WHAT YOU NEED TO DO:
Please repeat the line that has "and result sink" and all lines after it, exactly as they appear, through the end of the entries.

AVAILABLE DATA:

# # # #

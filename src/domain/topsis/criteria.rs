//! Criteria specification: per-criterion weights and impact directions.

use serde::{Deserialize, Serialize};

use super::{SchemaError, Validator};
use crate::domain::foundation::Impact;

/// Weights and impacts, aligned 1:1 with the decision matrix columns.
///
/// Weights are raw multiplicative factors and need not sum to one. Scaling
/// every weight by the same positive constant changes scores but not ranks.
#[derive(Debug, Clone, PartialEq, Serialize, Deserialize)]
#[serde(try_from = "RawCriteria")]
pub struct CriteriaSpec {
    weights: Vec<f64>,
    impacts: Vec<Impact>,
}

impl CriteriaSpec {
    /// Creates a criteria spec.
    ///
    /// # Errors
    /// - `CountMismatch` if there are not as many impacts as weights
    /// - `InvalidWeight` if any weight is negative or not finite
    pub fn new(weights: Vec<f64>, impacts: Vec<Impact>) -> Result<Self, SchemaError> {
        if impacts.len() != weights.len() {
            return Err(SchemaError::count_mismatch(
                "impacts",
                impacts.len(),
                weights.len(),
            ));
        }
        Validator::validate_weights(&weights)?;
        Ok(Self { weights, impacts })
    }

    /// Equal weight of 1.0 on every criterion.
    pub fn uniform(impacts: Vec<Impact>) -> Self {
        Self {
            weights: vec![1.0; impacts.len()],
            impacts,
        }
    }

    pub fn weights(&self) -> &[f64] {
        &self.weights
    }

    pub fn impacts(&self) -> &[Impact] {
        &self.impacts
    }

    /// Number of criteria this spec describes.
    pub fn len(&self) -> usize {
        self.weights.len()
    }

    pub fn is_empty(&self) -> bool {
        self.weights.is_empty()
    }

    /// Returns a copy with every weight multiplied by `factor`.
    pub fn scaled(&self, factor: f64) -> Result<Self, SchemaError> {
        Self::new(
            self.weights.iter().map(|w| w * factor).collect(),
            self.impacts.clone(),
        )
    }
}

/// Unchecked wire form; deserialization goes through `CriteriaSpec::new`.
#[derive(Deserialize)]
struct RawCriteria {
    weights: Vec<f64>,
    impacts: Vec<Impact>,
}

impl TryFrom<RawCriteria> for CriteriaSpec {
    type Error = SchemaError;

    fn try_from(raw: RawCriteria) -> Result<Self, Self::Error> {
        Self::new(raw.weights, raw.impacts)
    }
}
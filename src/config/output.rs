//! Result output configuration

use serde::Deserialize;

use super::error::ConfigValidationError;
use crate::domain::topsis::{ResultColumns, TiePolicy, DEFAULT_RANK_COLUMN, DEFAULT_SCORE_COLUMN};

/// How the augmented result table is laid out and ranked
#[derive(Debug, Clone, Deserialize)]
pub struct OutputConfig {
    /// Header of the appended score column
    #[serde(default = "default_score_column")]
    pub score_column: String,

    /// Header of the appended rank column
    #[serde(default = "default_rank_column")]
    pub rank_column: String,

    /// How exactly-equal scores are ranked
    #[serde(default)]
    pub tie_policy: TiePolicy,
}

impl OutputConfig {
    /// Column names for `RankedResult::augment`
    pub fn columns(&self) -> ResultColumns {
        ResultColumns {
            score: self.score_column.clone(),
            rank: self.rank_column.clone(),
        }
    }

    /// Validate output configuration
    pub fn validate(&self) -> Result<(), ConfigValidationError> {
        if self.score_column.trim().is_empty() {
            return Err(ConfigValidationError::EmptyColumnName("score_column"));
        }
        if self.rank_column.trim().is_empty() {
            return Err(ConfigValidationError::EmptyColumnName("rank_column"));
        }
        if self.score_column == self.rank_column {
            return Err(ConfigValidationError::DuplicateColumnNames);
        }
        Ok(())
    }
}

impl Default for OutputConfig {
    fn default() -> Self {
        Self {
            score_column: default_score_column(),
            rank_column: default_rank_column(),
            tie_policy: TiePolicy::default(),
        }
    }
}

fn default_score_column() -> String {
    DEFAULT_SCORE_COLUMN.to_string()
}

fn default_rank_column() -> String {
    DEFAULT_RANK_COLUMN.to_string()
}
//! Adapters - Implementations of port interfaces.
//!
//! Adapters connect the domain to external systems:
//! - `csv` - CSV table source and result sink
//! - `text` - Weights and impacts from comma-separated text
//! - `delivery` - File outbox and in-memory delivery channels

pub mod csv;
pub mod delivery;
pub mod text;

pub use self::csv::{CsvResultSink, CsvTableSource};
pub use delivery::{InMemoryDeliveryChannel, OutboxDeliveryChannel, OutboxEnvelope};
pub use text::CriteriaTextParser;
//! Delivery channel adapters.

mod in_memory;
mod outbox;

pub use in_memory::InMemoryDeliveryChannel;
pub use outbox::{OutboxAttachment, OutboxDeliveryChannel, OutboxEnvelope};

# # # #

RESULT FOR THIS EXERCISE:
//! - `csv` - CSV table source and result sink
//! - `text` - Weights and impacts from comma-separated text
//! - `delivery` - File outbox and in-memory delivery channels

pub mod csv;
pub mod delivery;
pub mod text;

pub use self::csv::{CsvResultSink, CsvTableSource};
pub use delivery::{InMemoryDeliveryChannel, OutboxDeliveryChannel, OutboxEnvelope};
pub use text::CriteriaTextParser;
//! Delivery channel adapters.

mod in_memory;
mod outbox;

pub use in_memory::InMemoryDeliveryChannel;
pub use outbox::{OutboxAttachment, OutboxDeliveryChannel, OutboxEnvelope};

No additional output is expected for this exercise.